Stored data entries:
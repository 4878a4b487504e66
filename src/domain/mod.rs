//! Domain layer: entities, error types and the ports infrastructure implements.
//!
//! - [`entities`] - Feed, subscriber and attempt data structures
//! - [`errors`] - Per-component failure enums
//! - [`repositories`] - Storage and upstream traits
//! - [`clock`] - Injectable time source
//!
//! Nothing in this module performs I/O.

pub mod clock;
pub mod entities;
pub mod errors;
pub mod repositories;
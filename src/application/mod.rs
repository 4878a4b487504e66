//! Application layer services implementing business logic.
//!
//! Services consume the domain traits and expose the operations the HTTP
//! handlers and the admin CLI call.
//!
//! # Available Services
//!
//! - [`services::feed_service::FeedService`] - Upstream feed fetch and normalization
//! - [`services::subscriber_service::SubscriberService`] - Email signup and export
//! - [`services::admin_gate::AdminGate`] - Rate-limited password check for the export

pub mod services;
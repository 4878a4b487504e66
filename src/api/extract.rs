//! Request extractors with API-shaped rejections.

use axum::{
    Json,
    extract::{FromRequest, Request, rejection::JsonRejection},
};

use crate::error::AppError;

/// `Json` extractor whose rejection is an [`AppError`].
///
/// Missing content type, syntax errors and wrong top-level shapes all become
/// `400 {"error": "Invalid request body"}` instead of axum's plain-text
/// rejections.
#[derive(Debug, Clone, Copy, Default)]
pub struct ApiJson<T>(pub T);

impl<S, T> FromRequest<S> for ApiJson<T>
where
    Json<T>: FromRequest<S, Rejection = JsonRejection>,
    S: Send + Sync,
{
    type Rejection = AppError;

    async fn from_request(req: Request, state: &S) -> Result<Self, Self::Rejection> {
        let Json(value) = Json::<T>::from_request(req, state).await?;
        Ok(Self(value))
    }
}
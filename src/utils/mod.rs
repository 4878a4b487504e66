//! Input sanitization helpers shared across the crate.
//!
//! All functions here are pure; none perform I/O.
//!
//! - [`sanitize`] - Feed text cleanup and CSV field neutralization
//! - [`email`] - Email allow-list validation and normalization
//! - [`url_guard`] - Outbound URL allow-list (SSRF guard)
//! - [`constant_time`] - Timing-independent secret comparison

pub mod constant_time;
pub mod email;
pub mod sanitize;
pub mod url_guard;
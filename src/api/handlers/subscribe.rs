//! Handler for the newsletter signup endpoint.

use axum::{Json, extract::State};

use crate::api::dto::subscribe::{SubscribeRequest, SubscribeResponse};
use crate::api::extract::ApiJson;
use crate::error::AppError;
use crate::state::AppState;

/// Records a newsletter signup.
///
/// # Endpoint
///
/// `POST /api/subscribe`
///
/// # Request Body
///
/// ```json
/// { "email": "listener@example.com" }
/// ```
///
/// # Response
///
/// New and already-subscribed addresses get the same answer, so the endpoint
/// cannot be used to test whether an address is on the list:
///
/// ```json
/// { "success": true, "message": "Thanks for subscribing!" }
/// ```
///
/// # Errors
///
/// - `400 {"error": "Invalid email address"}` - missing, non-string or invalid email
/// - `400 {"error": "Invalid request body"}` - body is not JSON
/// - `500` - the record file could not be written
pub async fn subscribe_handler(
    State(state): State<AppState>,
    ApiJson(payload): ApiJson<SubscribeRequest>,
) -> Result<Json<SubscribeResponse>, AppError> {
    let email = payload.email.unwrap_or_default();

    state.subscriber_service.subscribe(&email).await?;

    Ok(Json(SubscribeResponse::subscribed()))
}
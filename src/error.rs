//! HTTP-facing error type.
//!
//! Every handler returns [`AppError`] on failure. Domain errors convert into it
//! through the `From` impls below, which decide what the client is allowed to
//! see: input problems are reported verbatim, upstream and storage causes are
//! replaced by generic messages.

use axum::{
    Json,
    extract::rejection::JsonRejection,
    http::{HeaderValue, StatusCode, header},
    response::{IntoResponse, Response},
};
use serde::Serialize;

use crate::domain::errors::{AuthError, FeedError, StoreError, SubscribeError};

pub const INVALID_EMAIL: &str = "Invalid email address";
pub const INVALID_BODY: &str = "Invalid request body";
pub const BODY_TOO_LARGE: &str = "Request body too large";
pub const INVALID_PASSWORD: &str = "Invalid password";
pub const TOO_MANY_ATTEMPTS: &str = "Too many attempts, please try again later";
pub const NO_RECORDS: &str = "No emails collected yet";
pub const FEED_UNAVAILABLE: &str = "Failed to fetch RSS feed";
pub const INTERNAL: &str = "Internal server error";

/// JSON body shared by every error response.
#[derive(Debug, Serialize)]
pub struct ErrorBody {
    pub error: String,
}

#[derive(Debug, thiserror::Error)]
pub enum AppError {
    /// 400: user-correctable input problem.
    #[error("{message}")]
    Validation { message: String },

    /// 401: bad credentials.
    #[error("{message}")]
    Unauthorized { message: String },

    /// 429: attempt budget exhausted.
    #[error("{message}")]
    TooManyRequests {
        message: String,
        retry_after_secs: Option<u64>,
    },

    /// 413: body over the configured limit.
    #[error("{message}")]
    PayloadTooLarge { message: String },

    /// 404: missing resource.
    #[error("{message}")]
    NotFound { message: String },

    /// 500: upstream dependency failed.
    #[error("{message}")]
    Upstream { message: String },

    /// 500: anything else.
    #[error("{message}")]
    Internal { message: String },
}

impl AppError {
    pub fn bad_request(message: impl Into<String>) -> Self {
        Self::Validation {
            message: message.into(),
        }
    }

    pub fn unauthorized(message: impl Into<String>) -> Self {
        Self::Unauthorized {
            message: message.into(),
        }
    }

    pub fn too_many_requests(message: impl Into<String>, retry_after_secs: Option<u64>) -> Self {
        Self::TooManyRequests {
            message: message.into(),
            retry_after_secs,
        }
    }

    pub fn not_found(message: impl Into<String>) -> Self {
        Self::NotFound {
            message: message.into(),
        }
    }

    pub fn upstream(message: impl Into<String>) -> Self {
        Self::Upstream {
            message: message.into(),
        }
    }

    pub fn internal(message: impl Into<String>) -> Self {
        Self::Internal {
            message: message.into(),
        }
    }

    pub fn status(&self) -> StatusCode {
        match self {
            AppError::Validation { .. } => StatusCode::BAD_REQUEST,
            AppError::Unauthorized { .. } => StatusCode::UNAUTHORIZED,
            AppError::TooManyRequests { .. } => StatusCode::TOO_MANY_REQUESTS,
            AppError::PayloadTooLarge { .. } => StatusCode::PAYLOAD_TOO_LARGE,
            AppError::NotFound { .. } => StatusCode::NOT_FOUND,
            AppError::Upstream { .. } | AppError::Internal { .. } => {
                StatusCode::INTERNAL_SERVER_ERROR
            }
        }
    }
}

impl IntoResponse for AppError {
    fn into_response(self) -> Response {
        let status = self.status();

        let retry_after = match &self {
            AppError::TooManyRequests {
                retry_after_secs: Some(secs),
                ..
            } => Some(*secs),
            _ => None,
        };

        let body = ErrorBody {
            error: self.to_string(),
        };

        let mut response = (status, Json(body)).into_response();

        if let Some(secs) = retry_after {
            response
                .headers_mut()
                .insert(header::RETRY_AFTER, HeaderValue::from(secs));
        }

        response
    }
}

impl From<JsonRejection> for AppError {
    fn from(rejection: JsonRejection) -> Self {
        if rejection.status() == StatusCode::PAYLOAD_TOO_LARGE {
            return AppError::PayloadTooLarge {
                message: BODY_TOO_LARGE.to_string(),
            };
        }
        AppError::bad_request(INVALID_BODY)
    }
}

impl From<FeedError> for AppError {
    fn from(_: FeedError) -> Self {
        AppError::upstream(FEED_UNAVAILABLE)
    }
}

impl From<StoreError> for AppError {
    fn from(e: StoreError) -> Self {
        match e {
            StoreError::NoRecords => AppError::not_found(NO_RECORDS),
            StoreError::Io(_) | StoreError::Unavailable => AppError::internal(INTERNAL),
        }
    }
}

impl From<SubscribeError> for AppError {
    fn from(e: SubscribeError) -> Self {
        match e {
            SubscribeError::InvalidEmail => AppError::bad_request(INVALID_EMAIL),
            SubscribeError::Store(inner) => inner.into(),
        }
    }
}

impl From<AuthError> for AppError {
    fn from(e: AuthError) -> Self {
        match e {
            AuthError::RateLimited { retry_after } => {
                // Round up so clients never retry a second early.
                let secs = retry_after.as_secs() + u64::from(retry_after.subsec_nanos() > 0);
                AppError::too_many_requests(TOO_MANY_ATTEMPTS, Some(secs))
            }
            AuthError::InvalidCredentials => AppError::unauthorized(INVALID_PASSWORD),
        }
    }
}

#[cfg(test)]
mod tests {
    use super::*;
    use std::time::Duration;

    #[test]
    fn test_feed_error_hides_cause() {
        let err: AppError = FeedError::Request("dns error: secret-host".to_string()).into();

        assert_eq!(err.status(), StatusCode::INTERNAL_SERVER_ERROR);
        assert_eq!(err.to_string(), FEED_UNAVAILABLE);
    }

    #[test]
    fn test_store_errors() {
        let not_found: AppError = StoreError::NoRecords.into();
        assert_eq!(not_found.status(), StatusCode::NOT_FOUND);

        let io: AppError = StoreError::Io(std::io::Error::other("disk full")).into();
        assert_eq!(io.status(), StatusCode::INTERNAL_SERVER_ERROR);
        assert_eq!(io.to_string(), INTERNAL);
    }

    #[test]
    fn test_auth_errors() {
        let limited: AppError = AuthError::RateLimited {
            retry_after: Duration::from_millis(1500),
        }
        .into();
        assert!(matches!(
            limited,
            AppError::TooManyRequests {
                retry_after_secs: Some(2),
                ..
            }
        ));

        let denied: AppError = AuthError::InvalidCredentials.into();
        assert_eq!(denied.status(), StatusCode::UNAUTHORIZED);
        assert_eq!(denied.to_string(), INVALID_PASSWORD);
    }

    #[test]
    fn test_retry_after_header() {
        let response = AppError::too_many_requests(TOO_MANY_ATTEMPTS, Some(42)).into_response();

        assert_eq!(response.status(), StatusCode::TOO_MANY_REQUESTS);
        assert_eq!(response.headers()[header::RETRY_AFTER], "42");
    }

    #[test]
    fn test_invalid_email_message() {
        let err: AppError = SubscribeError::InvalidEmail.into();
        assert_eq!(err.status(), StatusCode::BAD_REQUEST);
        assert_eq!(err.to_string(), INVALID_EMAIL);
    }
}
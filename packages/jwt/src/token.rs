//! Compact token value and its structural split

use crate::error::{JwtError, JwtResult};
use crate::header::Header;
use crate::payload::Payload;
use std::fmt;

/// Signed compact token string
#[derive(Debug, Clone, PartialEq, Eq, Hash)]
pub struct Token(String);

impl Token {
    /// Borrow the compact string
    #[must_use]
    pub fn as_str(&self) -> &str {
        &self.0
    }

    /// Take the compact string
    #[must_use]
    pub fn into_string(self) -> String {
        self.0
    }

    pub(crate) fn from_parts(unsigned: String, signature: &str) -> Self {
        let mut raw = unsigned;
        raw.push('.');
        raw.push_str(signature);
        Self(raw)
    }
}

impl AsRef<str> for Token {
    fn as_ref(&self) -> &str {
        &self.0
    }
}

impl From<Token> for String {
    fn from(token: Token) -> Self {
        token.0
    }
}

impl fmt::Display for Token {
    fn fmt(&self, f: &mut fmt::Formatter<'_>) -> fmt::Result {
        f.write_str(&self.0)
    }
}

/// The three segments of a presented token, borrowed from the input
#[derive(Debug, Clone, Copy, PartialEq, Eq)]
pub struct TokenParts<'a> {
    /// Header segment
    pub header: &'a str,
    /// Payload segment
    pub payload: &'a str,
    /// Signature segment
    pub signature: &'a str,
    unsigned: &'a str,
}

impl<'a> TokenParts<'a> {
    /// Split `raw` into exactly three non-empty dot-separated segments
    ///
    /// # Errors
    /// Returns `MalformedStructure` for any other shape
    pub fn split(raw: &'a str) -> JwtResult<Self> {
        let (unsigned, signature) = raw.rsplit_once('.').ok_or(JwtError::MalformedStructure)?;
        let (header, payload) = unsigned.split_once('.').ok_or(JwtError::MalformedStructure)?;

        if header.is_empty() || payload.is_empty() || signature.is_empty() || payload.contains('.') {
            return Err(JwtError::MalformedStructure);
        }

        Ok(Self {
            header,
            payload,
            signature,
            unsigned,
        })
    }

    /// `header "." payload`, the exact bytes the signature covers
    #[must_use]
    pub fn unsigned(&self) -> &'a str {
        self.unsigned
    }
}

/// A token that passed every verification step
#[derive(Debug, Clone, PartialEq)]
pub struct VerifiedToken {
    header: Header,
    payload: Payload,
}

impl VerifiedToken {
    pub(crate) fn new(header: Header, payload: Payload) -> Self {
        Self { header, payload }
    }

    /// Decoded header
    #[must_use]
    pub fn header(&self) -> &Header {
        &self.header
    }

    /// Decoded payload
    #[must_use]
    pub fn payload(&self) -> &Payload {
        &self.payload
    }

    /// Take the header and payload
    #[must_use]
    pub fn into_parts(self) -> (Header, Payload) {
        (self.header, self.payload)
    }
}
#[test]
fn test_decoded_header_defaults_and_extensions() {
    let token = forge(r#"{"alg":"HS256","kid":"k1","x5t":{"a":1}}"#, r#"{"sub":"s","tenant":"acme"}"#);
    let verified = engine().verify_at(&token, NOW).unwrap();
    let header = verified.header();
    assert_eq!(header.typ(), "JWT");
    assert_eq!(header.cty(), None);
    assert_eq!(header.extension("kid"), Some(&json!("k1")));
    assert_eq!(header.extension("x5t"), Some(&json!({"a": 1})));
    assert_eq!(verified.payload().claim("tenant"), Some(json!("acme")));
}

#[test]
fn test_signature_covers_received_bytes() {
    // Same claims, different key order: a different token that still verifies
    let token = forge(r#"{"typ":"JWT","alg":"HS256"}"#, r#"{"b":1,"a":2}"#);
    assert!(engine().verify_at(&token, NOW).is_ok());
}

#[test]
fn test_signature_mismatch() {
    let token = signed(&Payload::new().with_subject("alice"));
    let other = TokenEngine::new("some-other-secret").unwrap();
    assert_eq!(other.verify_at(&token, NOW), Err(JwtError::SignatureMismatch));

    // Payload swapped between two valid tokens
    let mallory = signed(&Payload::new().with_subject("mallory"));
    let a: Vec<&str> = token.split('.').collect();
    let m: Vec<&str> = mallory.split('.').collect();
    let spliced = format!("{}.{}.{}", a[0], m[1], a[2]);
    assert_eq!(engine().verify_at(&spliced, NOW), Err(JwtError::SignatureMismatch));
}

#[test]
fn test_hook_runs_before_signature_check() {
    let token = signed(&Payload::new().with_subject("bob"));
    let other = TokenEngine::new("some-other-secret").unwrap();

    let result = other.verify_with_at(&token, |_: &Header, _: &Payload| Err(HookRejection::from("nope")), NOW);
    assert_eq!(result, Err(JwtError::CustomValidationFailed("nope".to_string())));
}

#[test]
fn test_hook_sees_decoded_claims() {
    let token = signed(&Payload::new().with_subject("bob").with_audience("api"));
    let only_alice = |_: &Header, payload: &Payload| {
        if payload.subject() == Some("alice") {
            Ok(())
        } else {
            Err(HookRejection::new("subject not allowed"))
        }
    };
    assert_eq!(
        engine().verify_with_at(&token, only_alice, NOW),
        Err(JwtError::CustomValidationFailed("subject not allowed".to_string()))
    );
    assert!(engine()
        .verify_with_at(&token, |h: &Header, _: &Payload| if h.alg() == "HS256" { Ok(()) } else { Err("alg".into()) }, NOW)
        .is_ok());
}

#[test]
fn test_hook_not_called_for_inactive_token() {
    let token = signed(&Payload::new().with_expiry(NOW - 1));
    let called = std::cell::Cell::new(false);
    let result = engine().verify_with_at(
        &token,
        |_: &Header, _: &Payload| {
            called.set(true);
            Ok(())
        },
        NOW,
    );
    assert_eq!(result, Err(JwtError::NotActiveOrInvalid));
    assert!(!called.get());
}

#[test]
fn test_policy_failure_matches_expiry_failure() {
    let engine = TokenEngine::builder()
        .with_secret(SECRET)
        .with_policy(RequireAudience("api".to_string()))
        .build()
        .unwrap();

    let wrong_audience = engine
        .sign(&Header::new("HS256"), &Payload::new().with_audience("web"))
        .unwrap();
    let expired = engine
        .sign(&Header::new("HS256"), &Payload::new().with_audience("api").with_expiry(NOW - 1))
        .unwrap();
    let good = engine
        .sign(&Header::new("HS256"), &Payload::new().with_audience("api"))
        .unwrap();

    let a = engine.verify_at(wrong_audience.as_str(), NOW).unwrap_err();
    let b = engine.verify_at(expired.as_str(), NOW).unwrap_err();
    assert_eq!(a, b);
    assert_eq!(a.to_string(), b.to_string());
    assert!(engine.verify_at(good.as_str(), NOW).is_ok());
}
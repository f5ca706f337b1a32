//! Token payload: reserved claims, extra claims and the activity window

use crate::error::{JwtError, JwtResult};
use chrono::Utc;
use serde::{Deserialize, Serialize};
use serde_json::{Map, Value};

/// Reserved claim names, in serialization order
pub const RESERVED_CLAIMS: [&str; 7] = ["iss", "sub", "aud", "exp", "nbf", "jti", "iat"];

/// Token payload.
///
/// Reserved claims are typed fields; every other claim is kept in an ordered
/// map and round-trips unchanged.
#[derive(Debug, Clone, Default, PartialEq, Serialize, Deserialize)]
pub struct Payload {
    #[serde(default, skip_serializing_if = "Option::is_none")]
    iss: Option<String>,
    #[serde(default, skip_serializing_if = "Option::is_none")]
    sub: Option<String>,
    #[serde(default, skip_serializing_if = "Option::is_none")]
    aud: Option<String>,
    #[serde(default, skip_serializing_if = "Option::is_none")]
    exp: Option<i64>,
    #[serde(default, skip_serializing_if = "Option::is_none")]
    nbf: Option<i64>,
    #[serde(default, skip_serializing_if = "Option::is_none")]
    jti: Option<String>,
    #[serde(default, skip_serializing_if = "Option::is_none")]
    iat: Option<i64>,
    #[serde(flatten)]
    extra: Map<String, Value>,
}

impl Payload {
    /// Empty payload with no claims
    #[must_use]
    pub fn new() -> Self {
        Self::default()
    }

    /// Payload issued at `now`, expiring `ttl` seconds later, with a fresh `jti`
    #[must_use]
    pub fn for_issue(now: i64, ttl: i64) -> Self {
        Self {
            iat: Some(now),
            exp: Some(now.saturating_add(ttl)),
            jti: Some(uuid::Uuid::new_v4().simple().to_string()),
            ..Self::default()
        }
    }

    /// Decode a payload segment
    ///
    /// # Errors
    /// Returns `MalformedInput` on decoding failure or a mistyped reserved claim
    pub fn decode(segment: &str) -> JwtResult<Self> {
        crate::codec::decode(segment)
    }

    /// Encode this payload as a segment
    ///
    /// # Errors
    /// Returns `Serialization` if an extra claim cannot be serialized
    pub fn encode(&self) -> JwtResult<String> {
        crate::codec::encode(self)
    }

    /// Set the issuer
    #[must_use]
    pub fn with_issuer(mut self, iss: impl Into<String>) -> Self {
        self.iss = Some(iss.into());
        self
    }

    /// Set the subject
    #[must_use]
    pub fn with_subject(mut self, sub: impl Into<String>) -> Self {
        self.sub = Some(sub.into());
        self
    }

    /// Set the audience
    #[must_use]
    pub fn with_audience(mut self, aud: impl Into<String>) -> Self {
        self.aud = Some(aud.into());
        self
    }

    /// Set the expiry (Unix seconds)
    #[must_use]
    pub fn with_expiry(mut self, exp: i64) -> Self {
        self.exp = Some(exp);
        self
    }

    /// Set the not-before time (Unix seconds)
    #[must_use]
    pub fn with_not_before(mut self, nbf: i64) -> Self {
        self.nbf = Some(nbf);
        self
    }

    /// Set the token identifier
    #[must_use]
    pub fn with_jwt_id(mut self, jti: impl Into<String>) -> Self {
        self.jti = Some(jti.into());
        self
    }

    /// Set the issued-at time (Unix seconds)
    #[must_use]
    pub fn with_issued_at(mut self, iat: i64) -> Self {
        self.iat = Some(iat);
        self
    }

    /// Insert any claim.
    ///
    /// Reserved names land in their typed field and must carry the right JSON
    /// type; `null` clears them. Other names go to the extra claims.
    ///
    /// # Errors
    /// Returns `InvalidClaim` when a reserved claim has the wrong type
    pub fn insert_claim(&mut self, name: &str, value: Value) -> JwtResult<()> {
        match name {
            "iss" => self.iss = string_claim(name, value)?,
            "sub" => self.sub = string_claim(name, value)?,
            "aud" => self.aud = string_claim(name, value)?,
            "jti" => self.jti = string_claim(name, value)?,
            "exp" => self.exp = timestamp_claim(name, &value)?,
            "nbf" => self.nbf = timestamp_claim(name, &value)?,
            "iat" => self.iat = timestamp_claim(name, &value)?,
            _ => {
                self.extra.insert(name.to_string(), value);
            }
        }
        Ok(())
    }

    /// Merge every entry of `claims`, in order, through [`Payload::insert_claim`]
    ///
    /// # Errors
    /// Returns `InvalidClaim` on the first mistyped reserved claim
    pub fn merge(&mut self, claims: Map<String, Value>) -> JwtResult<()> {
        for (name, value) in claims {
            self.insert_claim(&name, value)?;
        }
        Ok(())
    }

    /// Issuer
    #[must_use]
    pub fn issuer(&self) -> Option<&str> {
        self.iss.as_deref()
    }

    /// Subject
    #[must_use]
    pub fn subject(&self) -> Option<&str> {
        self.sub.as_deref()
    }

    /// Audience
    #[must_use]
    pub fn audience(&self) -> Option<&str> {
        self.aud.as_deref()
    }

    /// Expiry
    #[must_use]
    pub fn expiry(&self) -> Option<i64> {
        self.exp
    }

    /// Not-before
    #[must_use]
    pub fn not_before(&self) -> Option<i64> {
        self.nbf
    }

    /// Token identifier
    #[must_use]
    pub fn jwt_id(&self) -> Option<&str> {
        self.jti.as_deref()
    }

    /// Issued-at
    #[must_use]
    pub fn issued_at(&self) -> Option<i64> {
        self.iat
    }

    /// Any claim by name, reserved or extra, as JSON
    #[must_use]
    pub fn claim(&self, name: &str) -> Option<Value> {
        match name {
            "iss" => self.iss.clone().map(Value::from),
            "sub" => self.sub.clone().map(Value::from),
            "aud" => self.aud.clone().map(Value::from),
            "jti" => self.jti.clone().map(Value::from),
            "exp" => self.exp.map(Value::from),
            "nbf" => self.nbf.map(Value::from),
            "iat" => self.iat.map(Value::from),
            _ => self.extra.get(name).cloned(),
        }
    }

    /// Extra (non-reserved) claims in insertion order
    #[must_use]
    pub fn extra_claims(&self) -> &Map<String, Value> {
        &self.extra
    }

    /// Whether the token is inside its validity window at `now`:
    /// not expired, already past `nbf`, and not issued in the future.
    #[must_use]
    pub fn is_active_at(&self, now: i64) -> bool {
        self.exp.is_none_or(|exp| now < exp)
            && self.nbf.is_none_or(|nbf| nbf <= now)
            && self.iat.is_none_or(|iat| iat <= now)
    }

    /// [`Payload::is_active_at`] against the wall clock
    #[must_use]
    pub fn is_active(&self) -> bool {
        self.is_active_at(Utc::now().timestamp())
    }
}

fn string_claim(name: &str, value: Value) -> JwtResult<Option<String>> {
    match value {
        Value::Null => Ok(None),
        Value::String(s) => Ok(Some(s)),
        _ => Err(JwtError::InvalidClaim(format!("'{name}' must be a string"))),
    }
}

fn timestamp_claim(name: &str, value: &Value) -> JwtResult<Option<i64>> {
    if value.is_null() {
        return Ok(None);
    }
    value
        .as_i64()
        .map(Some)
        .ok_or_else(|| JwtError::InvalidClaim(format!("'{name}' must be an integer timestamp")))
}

● **ASSIGNMENT**
Which lines above run from the one containing "compact token string" down to the one containing "let (unsigned, signature)"? Repeat exactly those, both ends included, and nothing else.

● **EXPECTED ANSWER**
/// Signed compact token string
#[derive(Debug, Clone, PartialEq, Eq, Hash)]
pub struct Token(String);

impl Token {
    /// Borrow the compact string
    #[must_use]
    pub fn as_str(&self) -> &str {
        &self.0
    }

    /// Take the compact string
    #[must_use]
    pub fn into_string(self) -> String {
        self.0
    }

    pub(crate) fn from_parts(unsigned: String, signature: &str) -> Self {
        let mut raw = unsigned;
        raw.push('.');
        raw.push_str(signature);
        Self(raw)
    }
}

impl AsRef<str> for Token {
    fn as_ref(&self) -> &str {
        &self.0
    }
}

impl From<Token> for String {
    fn from(token: Token) -> Self {
        token.0
    }
}

impl fmt::Display for Token {
    fn fmt(&self, f: &mut fmt::Formatter<'_>) -> fmt::Result {
        f.write_str(&self.0)
    }
}

/// The three segments of a presented token, borrowed from the input
#[derive(Debug, Clone, Copy, PartialEq, Eq)]
pub struct TokenParts<'a> {
    /// Header segment
    pub header: &'a str,
    /// Payload segment
    pub payload: &'a str,
    /// Signature segment
    pub signature: &'a str,
    unsigned: &'a str,
}

impl<'a> TokenParts<'a> {
    /// Split `raw` into exactly three non-empty dot-separated segments
    ///
    /// # Errors
    /// Returns `MalformedStructure` for any other shape
    pub fn split(raw: &'a str) -> JwtResult<Self> {
        let (unsigned, signature) = raw.rsplit_once('.').ok_or(JwtError::MalformedStructure)?;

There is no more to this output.